Sindicatos da EDP lançam greve ao trabalho suplementar pela valorização das carreiras

Agência Lusa , SM
1 dez 2023, 17:22
EDP (Lusa/Miguel A. Lopes)

Entrou em vigor às 00:00 desta sexta-feira e termina às 24 horas de 1 de janeiro.

Os sindicatos representativos de trabalhadores da EDP convocaram uma greve ao trabalho suplementar a partir desta sexta-feira, pela valorização das carreiras, alegando que o grupo está a penalizar os funcionários mais antigos e a valorizar as novas contratações.

A greve, que começou às 00:00, prolonga-se até às 24 horas de 1 de janeiro, segundo um comunicado da frente de sindicatos da EDP.

Hugo Soares, secretário executivo do Sindel (Sindicato Nacional da Indústria e da Energia), disse à Lusa que esta forma de luta foi decidida depois de a empresa não ter manifestado disponibilidade para aceitar as reivindicações dos trabalhadores.

"Queremos progressões mais rápidas nas carreiras", afirmou o sindicalista, explicando que a greve afeta vários setores, mas começou pelo da eletricidade, com impacto por exemplo na resposta, fora do horário habitual, a avarias na rede elétrica que possam ser comunicadas por clientes particulares.

De acordo com o texto reivindicativo dos trabalhadores, que foi entregue à empresa em outubro, as novas contratações estão a receber uma remuneração superior à paga aos colaboradores mais antigos, com a justificação de que existe escassez no mercado e que estes têm mais experiência técnica.

O pré-aviso de greve abrange o prolongamento ou antecipação do horário normal de trabalho, dias de folga, feriados e casos de prevenção, entre outros.

Os sindicatos divulgaram entretanto uma nota a criticar os serviços mínimos determinados e afirmam que "não receberam das empresas do grupo EDP informação de quais os trabalhadores que foram designados como adstritos à prestação dos serviços mínimos definidos no despacho ministerial n.º 38/2023".

As estruturas representativas dos trabalhadores "consideram por isso que está em causa o cumprimento dos serviços mínimos", pode ler-se na nota.

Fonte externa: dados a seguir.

//! Move-legality oracle contract.
//!
//! The oracle owns the position. The client asks it which moves are legal,
//! hands it moves to play, and polls its terminal predicates. Exactly one
//! component mutates it at a time: callers lend `&mut` only to the session
//! applying a move.

use kingside_proto::{Color, Move, Square};

use crate::{BoardSnapshot, OracleError, Piece};

/// One legal-move entry.
///
/// Promotion alternatives to the same destination are reported as a single
/// entry with `promotion_required` set; the piece is chosen later.
#[derive(Debug, Clone, Copy, PartialEq, Eq, Hash)]
pub struct LegalMove {
    /// Origin square.
    pub from: Square,
    /// Destination square (king destination for castling).
    pub to: Square,
    /// The move is only complete with a promotion piece.
    pub promotion_required: bool,
}

impl LegalMove {
    /// The move without promotion data.
    pub fn to_move(self) -> Move {
        Move::new(self.from, self.to)
    }
}

/// External chess rule engine.
pub trait Oracle {
    /// Legal moves for the piece on `from`, in the oracle's order.
    ///
    /// Empty when the square is empty or its piece cannot move.
    fn legal_moves(&self, from: Square) -> Vec<LegalMove>;

    /// Play `mv`.
    ///
    /// # Errors
    ///
    /// Returns [`OracleError::IllegalMove`] and leaves the position unchanged
    /// if the move is not legal.
    fn apply(&mut self, mv: &Move) -> Result<(), OracleError>;

    /// Color to move.
    fn side_to_move(&self) -> Color;

    /// Side to move is checkmated.
    fn is_checkmate(&self) -> bool;

    /// Side to move has no legal move and is not in check.
    fn is_stalemate(&self) -> bool;

    /// Neither side can mate.
    fn is_insufficient_material(&self) -> bool;

    /// The current position occurred at least three times.
    fn is_threefold_repetition(&self) -> bool;

    /// Board in 0x88 layout.
    fn snapshot(&self) -> BoardSnapshot;

    /// Back to the initial position, forgetting history.
    fn reset(&mut self);

    /// Piece on `square`.
    fn piece_at(&self, square: Square) -> Option<Piece> {
        self.snapshot().get(square)
    }
}
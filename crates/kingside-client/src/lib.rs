//! Kingside client
//!
//! Action-based client state machine for two-player real-time chess. Turns
//! pointer input into moves, keeps the session in step with the relay, and
//! tells the caller what to draw and send.
//!
//! # Architecture
//!
//! The client is a pure state machine that:
//! - Receives events from the caller (pointer input, frames, ticks, intents)
//! - Produces actions for the caller to execute (send frames, redraw, notify)
//! - Uses the `Environment` trait for time and randomness
//!
//! # Components
//!
//! - [`Client`]: Top-level state machine owning the oracle
//! - [`InputController`]: Drag-and-drop state machine
//! - [`GameSession`]: Session lifecycle and move relay
//! - [`SyncChannel`]: Frame building, acknowledgements and event subscribers
//! - [`NoticeBoard`]: Transient user notices

#![forbid(unsafe_code)]
#![deny(missing_docs)]

mod channel;
mod client;
mod config;
mod error;
mod event;
mod input;
mod notice;
mod session;

pub use channel::{SubscriptionId, SyncChannel};
pub use client::Client;
pub use config::{BoardGeometry, ClientConfig, DEFAULT_NOTICE_TTL, DEFAULT_SQUARE_SIZE};
pub use error::{ChannelError, ClientError};
pub use event::{ClientAction, ClientEvent};
pub use input::{DragState, InputController, InputOutcome, InputState, InteractionMode};
pub use kingside_core::{Environment, Oracle};
pub use notice::{Notice, NoticeBoard, NoticeKind};
pub use session::{CONNECTION_LOST_NOTICE, GameSession, OPPONENT_JOINED_NOTICE, SessionStatus};
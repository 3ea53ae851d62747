//! Chess data model shared on the wire.

use std::{fmt, str::FromStr};

use serde::{Deserialize, Serialize};

use crate::ProtoError;

/// Room code assigned by the relay (short, human-shareable).
pub type RoomId = String;

/// Player color.
///
/// Encoded on the wire as `"w"` / `"b"`.
#[derive(Debug, Clone, Copy, PartialEq, Eq, Hash, Serialize, Deserialize)]
pub enum Color {
    /// White, moves first.
    #[serde(rename = "w")]
    White,
    /// Black.
    #[serde(rename = "b")]
    Black,
}

impl Color {
    /// The other color.
    #[must_use]
    pub fn opposite(self) -> Self {
        match self {
            Self::White => Self::Black,
            Self::Black => Self::White,
        }
    }

    /// Rank (0-indexed) a pawn of this color promotes on.
    pub fn promotion_rank(self) -> u8 {
        match self {
            Self::White => 7,
            Self::Black => 0,
        }
    }
}

impl fmt::Display for Color {
    fn fmt(&self, f: &mut fmt::Formatter<'_>) -> fmt::Result {
        f.write_str(match self {
            Self::White => "white",
            Self::Black => "black",
        })
    }
}

/// Board cell addressed by file and rank, both 0-indexed.
///
/// `file` 0 is the a-file, `rank` 0 is the first rank. Serialized as
/// algebraic notation (`"e4"`).
#[derive(Debug, Clone, Copy, PartialEq, Eq, Hash, PartialOrd, Ord, Serialize, Deserialize)]
#[serde(try_from = "String", into = "String")]
pub struct Square {
    file: u8,
    rank: u8,
}

impl Square {
    /// Create a square. `None` if either coordinate is outside `0..8`.
    pub fn new(file: u8, rank: u8) -> Option<Self> {
        (file < 8 && rank < 8).then_some(Self { file, rank })
    }

    /// File, 0 = a.
    pub fn file(self) -> u8 {
        self.file
    }

    /// Rank, 0 = first rank.
    pub fn rank(self) -> u8 {
        self.rank
    }

    /// Dense index `0..64`, a1 = 0, h8 = 63.
    pub fn index(self) -> usize {
        usize::from(self.rank) * 8 + usize::from(self.file)
    }

    /// Inverse of [`Square::index`].
    pub fn from_index(index: usize) -> Option<Self> {
        if index >= 64 {
            return None;
        }
        Self::new((index % 8) as u8, (index / 8) as u8)
    }

    /// Index in the padded 16-column (0x88) layout.
    pub fn to_0x88(self) -> usize {
        usize::from(self.rank) * 16 + usize::from(self.file)
    }

    /// Square for a 0x88 index, `None` for padding cells.
    pub fn from_0x88(index: usize) -> Option<Self> {
        if index >= 128 || index & 0x88 != 0 {
            return None;
        }
        Self::new((index & 7) as u8, (index >> 4) as u8)
    }
}

impl fmt::Display for Square {
    fn fmt(&self, f: &mut fmt::Formatter<'_>) -> fmt::Result {
        write!(f, "{}{}", char::from(b'a' + self.file), self.rank + 1)
    }
}

impl FromStr for Square {
    type Err = ProtoError;

    fn from_str(s: &str) -> Result<Self, Self::Err> {
        let &[file, rank] = s.as_bytes() else {
            return Err(ProtoError::InvalidSquare(s.to_string()));
        };
        if !(b'a'..=b'h').contains(&file) || !(b'1'..=b'8').contains(&rank) {
            return Err(ProtoError::InvalidSquare(s.to_string()));
        }
        Ok(Self { file: file - b'a', rank: rank - b'1' })
    }
}

impl TryFrom<String> for Square {
    type Error = ProtoError;

    fn try_from(value: String) -> Result<Self, Self::Error> {
        value.parse()
    }
}

impl From<Square> for String {
    fn from(square: Square) -> Self {
        square.to_string()
    }
}

/// Piece a pawn may promote to.
#[derive(Debug, Clone, Copy, PartialEq, Eq, Hash)]
pub enum PromotionPiece {
    /// Queen.
    Queen,
    /// Rook.
    Rook,
    /// Bishop.
    Bishop,
    /// Knight.
    Knight,
}

impl PromotionPiece {
    /// Selector order offered to the player.
    pub const ALL: [Self; 4] = [Self::Queen, Self::Rook, Self::Bishop, Self::Knight];

    fn lowercase(self) -> char {
        match self {
            Self::Queen => 'q',
            Self::Rook => 'r',
            Self::Bishop => 'b',
            Self::Knight => 'n',
        }
    }
}

/// Promotion choice as the oracle expects it.
///
/// The character is color-sensitive: uppercase for white, lowercase for
/// black.
#[derive(Debug, Clone, Copy, PartialEq, Eq, Hash, Serialize, Deserialize)]
#[serde(try_from = "char", into = "char")]
pub struct Promotion {
    /// Chosen piece.
    pub piece: PromotionPiece,
    /// Color of the promoting pawn.
    pub color: Color,
}

impl Promotion {
    /// Encoded character.
    pub fn as_char(self) -> char {
        let c = self.piece.lowercase();
        match self.color {
            Color::White => c.to_ascii_uppercase(),
            Color::Black => c,
        }
    }
}

impl TryFrom<char> for Promotion {
    type Error = ProtoError;

    fn try_from(c: char) -> Result<Self, Self::Error> {
        let piece = PromotionPiece::ALL
            .into_iter()
            .find(|p| p.lowercase() == c.to_ascii_lowercase())
            .ok_or(ProtoError::InvalidPromotion(c))?;
        let color = if c.is_ascii_uppercase() { Color::White } else { Color::Black };
        Ok(Self { piece, color })
    }
}

impl From<Promotion> for char {
    fn from(promotion: Promotion) -> Self {
        promotion.as_char()
    }
}

/// A move as exchanged between peers and handed to the oracle.
#[derive(Debug, Clone, Copy, PartialEq, Eq, Hash, Serialize, Deserialize)]
pub struct Move {
    /// Origin square.
    pub from: Square,
    /// Destination square. For castling this is the king's destination.
    pub to: Square,
    /// Promotion choice, present only for promoting pawn moves.
    #[serde(rename = "promotion_piece", skip_serializing_if = "Option::is_none", default)]
    pub promotion: Option<Promotion>,
}

impl Move {
    /// A non-promoting move.
    pub fn new(from: Square, to: Square) -> Self {
        Self { from, to, promotion: None }
    }

    /// A promoting move.
    pub fn with_promotion(from: Square, to: Square, promotion: Promotion) -> Self {
        Self { from, to, promotion: Some(promotion) }
    }
}

impl fmt::Display for Move {
    fn fmt(&self, f: &mut fmt::Formatter<'_>) -> fmt::Result {
        write!(f, "{}{}", self.from, self.to)?;
        if let Some(promotion) = self.promotion {
            write!(f, "{}", promotion.as_char())?;
        }
        Ok(())
    }
}

/// Public identity of a player in a room.
#[derive(Debug, Clone, PartialEq, Eq, Hash, Serialize, Deserialize)]
pub struct PlayerInfo {
    /// Display name.
    pub name: String,
    /// Color the player plays.
    pub color: Color,
}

"O despacho ministerial que decidiu os serviços mínimos viola o direito à greve dos trabalhadores e será contestado pelas vias legais ao alcance dos trabalhadores", refere o comunicado.

Hugo Soares disse, no entanto, que será cumprida a garantia de que serão sempre alimentados "serviços críticos" como hospitais e prisões, entre outros.

A frente sindical que convocou esta greve inclui a Associação Sindical dos Trabalhadores do Setor Energético e Telecomunicações (ASOSI), a Federação Intersindical das Indústrias Metalúrgicas, Químicas, Elétricas Farmacêutica, Celulose, Papel, Gráfica, Imprensa, Energia e Minas (Fiequimetal), o Sindicato das Indústrias, Energia e Águas de Portugal (SIEAP), o Sindicato Nacional da Indústria e da Energia (Sindel), o Sindicato Inovação Energética (Sinovai) e o Sindicato da Indústria e Energia de Portugal (Sirep).